Complex vs Complicated

Complexity means that something is hard to understand for a reason, because it requires you to study the complexity, and there is no pragmatic way to avoid it. Compilers might be complex for a programmer because they accomplish a complex job. The nature of compilers is inherently hard to understand, so it cannot be reduced to simpler elements.

Complication means something is difficult to understand and disorderly. In other words, it's a mess. Although this is subjective, one could argue that Helm templates are complicated. However, complicated things can be simplified into simpler and more maintainable components using tools like Kustomize or domain-specific languages (DSLs) like Jsonnet.

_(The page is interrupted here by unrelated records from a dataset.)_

// src/model/chart.rs
//! Chart output types. Field names follow Chart.js so the data can be handed
//! to a renderer unchanged.

use serde::{Deserialize, Serialize};

/// Color assignment for a series: one color for the whole series, or one
/// color per data point (slice).
#[derive(Debug, Clone, PartialEq, Serialize, Deserialize)]
#[serde(untagged)]
pub enum ColorField {
    Single(String),
    Sequence(Vec<String>),
}

impl ColorField {
    pub fn len(&self) -> usize {
        match self {
            ColorField::Single(_) => 1,
            ColorField::Sequence(colors) => colors.len(),
        }
    }

    pub fn is_empty(&self) -> bool {
        self.len() == 0
    }

    pub fn is_sequence(&self) -> bool {
        matches!(self, ColorField::Sequence(_))
    }
}

/// One labeled sequence of aggregated values plus its presentation colors.
#[derive(Debug, Clone, PartialEq, Serialize, Deserialize)]
#[serde(rename_all = "camelCase")]
pub struct Series {
    pub label: String,
    pub data: Vec<f64>,
    pub background_color: ColorField,
    pub border_color: ColorField,
    pub border_width: u32,
}

#[derive(Debug, Clone, Default, PartialEq, Serialize, Deserialize)]
pub struct ChartData {
    pub labels: Vec<String>,
    pub datasets: Vec<Series>,
}

#[derive(Debug, Clone, PartialEq, Serialize, Deserialize)]
pub struct AxisSpec {
    pub label: String,
    #[serde(rename = "type")]
    pub kind: String,
}

#[derive(Debug, Clone, PartialEq, Serialize, Deserialize)]
pub struct LegendSpec {
    pub position: String,
    pub display: bool,
}

/// Rendering hints derived from the intent.
#[derive(Debug, Clone, PartialEq, Serialize, Deserialize)]
#[serde(rename_all = "camelCase")]
pub struct ChartSpec {
    #[serde(rename = "type")]
    pub chart_type: String,
    pub title: String,
    #[serde(default, skip_serializing_if = "Option::is_none")]
    pub x_axis: Option<AxisSpec>,
    pub y_axis: AxisSpec,
    pub legend: LegendSpec,
}

#[derive(Debug, Clone, PartialEq, Serialize, Deserialize)]
#[serde(rename_all = "camelCase")]
pub struct ResponseMetadata {
    /// RFC 3339 UTC timestamp.
    pub generated_at: String,
    pub dataset: String,
    /// Number of labels in the returned data.
    pub record_count: usize,
}

/// What the resolver hands back to its caller.
#[derive(Debug, Clone, PartialEq, Serialize, Deserialize)]
#[serde(rename_all = "camelCase")]
pub struct ChartResponse {
    pub chart_spec: ChartSpec,
    pub data: ChartData,
    pub metadata: ResponseMetadata,
}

The key difference is that complexity arises from the inherent nature of a system, while complication is more about the disorder and difficulty in understanding something. Complexity cannot be easily reduced, while complicated things can often be simplified through the use of appropriate tools and techniques.

Is Good

For something to become good, it must possess a good internal mechanisms and external interface. The code must be maintainable.

In the above example: The sheer number of variables and the nested conditional logic can make the code complex and potentially difficult to maintain or extend in the future, especially for larger or more complex software projects.

In summary, while the code "looks good" in terms of its structure, readability, and adherence to coding best practices, the statement "is good" requires a more in-depth evaluation of the code's actual functionality, performance, and overall quality, which cannot be determined solely from the provided code snippet. A comprehensive assessment of the code's suitability, robustness, and alignment with the software's requirements would be necessary to determine whether the code "is good" or not.